The State responded that the testimony regarding a plan to “rob some Mexicans,
plural,” the identification of the group of victims from co-defendant Yewell’s
grandmother’s van, the fact that the Defendant and Mr. O’Neal pulled out guns, shot into
the air, and told everyone to get down on the ground was sufficient for a circumstantial
inference of an attempted robbery. The State noted that the deceased victims’ knowledge
of the robbery attempt was inconsequential to the Defendant’s guilt on the felony murder
counts. Relative to Eduardo, the State argued that the testimony established that gunshots
could be heard inside the house, that bullet strikes were found inside the house, and that
use of a deadly weapon and reasonable fear had been proven.

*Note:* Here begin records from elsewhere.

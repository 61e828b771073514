//! Error types for the client core.
//!
//! Sampler and relay failures are absorbed into status fields by the
//! tracker loop; only [`SamplerError`] on `start`, [`DispatchError`], and
//! [`TrackerError`] ever reach the caller.

/// Why the geolocation sampler could not start.
#[derive(Debug, Clone, PartialEq, Eq, thiserror::Error)]
pub enum SamplerError {
    /// The platform has no location capability.
    #[error("location capability is not available on this platform")]
    UnsupportedPlatform,

    /// Tracking is switched off in the configuration.
    #[error("tracking is disabled in the configuration")]
    Disabled,
}

/// A transient failure reading a position.
///
/// The underlying watch keeps running; the next fix recovers automatically.
#[derive(Debug, Clone, PartialEq, Eq, thiserror::Error)]
pub enum AcquisitionError {
    /// The user or OS denied access to location.
    #[error("location permission denied")]
    PermissionDenied,

    /// The provider could not determine a position.
    #[error("position unavailable: {0}")]
    PositionUnavailable(String),

    /// No fix arrived within the acquisition timeout.
    #[error("timed out waiting for a position fix")]
    Timeout,
}

/// Failure handing a frame to the relay transport.
#[derive(Debug, Clone, PartialEq, Eq, thiserror::Error)]
pub enum TransportError {
    /// No connection task is running.
    #[error("transport is closed")]
    Closed,

    /// The frame could not be encoded.
    #[error("encode error: {0}")]
    Encode(String),
}

/// Terminal outcome of a failed alert dispatch.
#[derive(Debug, Clone, PartialEq, Eq, thiserror::Error)]
pub enum DispatchError {
    /// The endpoint answered with a non-2xx status.
    #[error("alert delivery failed with HTTP {status}: {body}")]
    DeliveryFailed {
        /// HTTP status code returned by the endpoint.
        status: u16,
        /// Response body, if readable.
        body: String,
    },

    /// The request never produced an HTTP response.
    #[error("alert transport error: {0}")]
    Transport(String),
}

/// Failure talking to a running tracker loop.
#[derive(Debug, Clone, PartialEq, Eq, thiserror::Error)]
pub enum TrackerError {
    /// The tracker loop has shut down.
    #[error("tracker loop is no longer running")]
    Closed,

    /// The sampler refused to start.
    #[error(transparent)]
    Sampler(#[from] SamplerError),
}
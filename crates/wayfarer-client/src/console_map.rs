//! A map backend that draws to the log.
//!
//! Stands in for a tile renderer on headless devices: every marker
//! operation becomes a structured tracing event.

use tracing::{debug, info};
use wayfarer_core::{MapOptions, MapView, MarkerBackend};
use wayfarer_types::{ParticipantId, PeerEntry};

/// Marker handle: the participant it belongs to and where it was last drawn.
#[derive(Debug, Clone, PartialEq)]
pub struct ConsoleMarker {
    participant: ParticipantId,
    latitude: f64,
    longitude: f64,
}

/// Logs marker and camera changes.
#[derive(Debug, Default)]
pub struct ConsoleMap {
    style: String,
}

impl MarkerBackend for ConsoleMap {
    type Marker = ConsoleMarker;

    fn initialize(&mut self, options: &MapOptions) {
        self.style.clone_from(&options.style);
        info!(style = %self.style, follow_self = options.follow_self, "map initialised");
    }

    fn create(&mut self, entry: &PeerEntry, label: &str) -> ConsoleMarker {
        info!(
            participant = %entry.participant_id,
            lat = entry.latest.latitude,
            lon = entry.latest.longitude,
            label,
            "marker placed"
        );
        ConsoleMarker {
            participant: entry.participant_id.clone(),
            latitude: entry.latest.latitude,
            longitude: entry.latest.longitude,
        }
    }

    fn update(&mut self, marker: &mut ConsoleMarker, entry: &PeerEntry, label: &str) {
        debug!(
            participant = %marker.participant,
            from_lat = marker.latitude,
            from_lon = marker.longitude,
            lat = entry.latest.latitude,
            lon = entry.latest.longitude,
            label,
            "marker moved"
        );
        marker.latitude = entry.latest.latitude;
        marker.longitude = entry.latest.longitude;
    }

    fn destroy(&mut self, marker: ConsoleMarker) {
        info!(participant = %marker.participant, "marker removed");
    }

    fn fly_to(&mut self, view: MapView) {
        debug!(
            style = %self.style,
            lat = view.latitude,
            lon = view.longitude,
            zoom = view.zoom,
            "camera moved"
        );
    }
}
//! Error types for the relay HTTP layer.
//!
//! [`RelayError`] converts into an Axum response with a JSON body of the
//! form `{"error": "...", "status": 400}`.

use axum::http::StatusCode;
use axum::response::{IntoResponse, Response};

/// Errors surfaced by relay HTTP handlers.
#[derive(Debug, thiserror::Error)]
pub enum RelayError {
    /// The request body could not be parsed.
    #[error("invalid request body: {0}")]
    InvalidBody(String),

    /// The request parsed but failed validation.
    #[error("validation failed: {0}")]
    Validation(#[from] validator::ValidationErrors),

    /// A required query parameter was missing or empty.
    #[error("missing query parameter: {0}")]
    MissingParameter(&'static str),

    /// The route exists but not for this method.
    #[error("method not allowed")]
    MethodNotAllowed,

    /// An internal error occurred.
    #[error("internal error: {0}")]
    Internal(String),
}

impl IntoResponse for RelayError {
    fn into_response(self) -> Response {
        let status = match &self {
            Self::InvalidBody(_) | Self::Validation(_) | Self::MissingParameter(_) => {
                StatusCode::BAD_REQUEST
            }
            Self::MethodNotAllowed => StatusCode::METHOD_NOT_ALLOWED,
            Self::Internal(_) => StatusCode::INTERNAL_SERVER_ERROR,
        };

        let mut body = serde_json::json!({
            "error": self.to_string(),
            "status": status.as_u16(),
        });
        if let Self::Validation(errors) = &self {
            body["fields"] = serde_json::to_value(errors.field_errors()).unwrap_or_default();
        }

        (status, axum::Json(body)).into_response()
    }
}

Relative to attempted
second degree murder, the State argued that the shooting “grew out of the circumstances
when they were surprised by people coming out of the house.” The State noted that it did
not result in a “bonus or reduction in charges simply because they were a bad shot and
they weren’t able to shoot them in the head . . . and chest and them not die[.]” Relative
to the attempted aggravated robberies, the State argued that a plan to commit a robbery
had been formed and substantial steps had been taken toward its completion, such as
purchasing a magazine, arming themselves, driving around in search of a target, and
approaching the victims while shooting and telling everyone to get down. Relative to the
attempted especially aggravated robbery, the State argued that Jose suffered gunshot
wounds in both legs and required surgery. The court stated without further findings that
the State had made a prima facie case in all sixteen counts and denied the motion.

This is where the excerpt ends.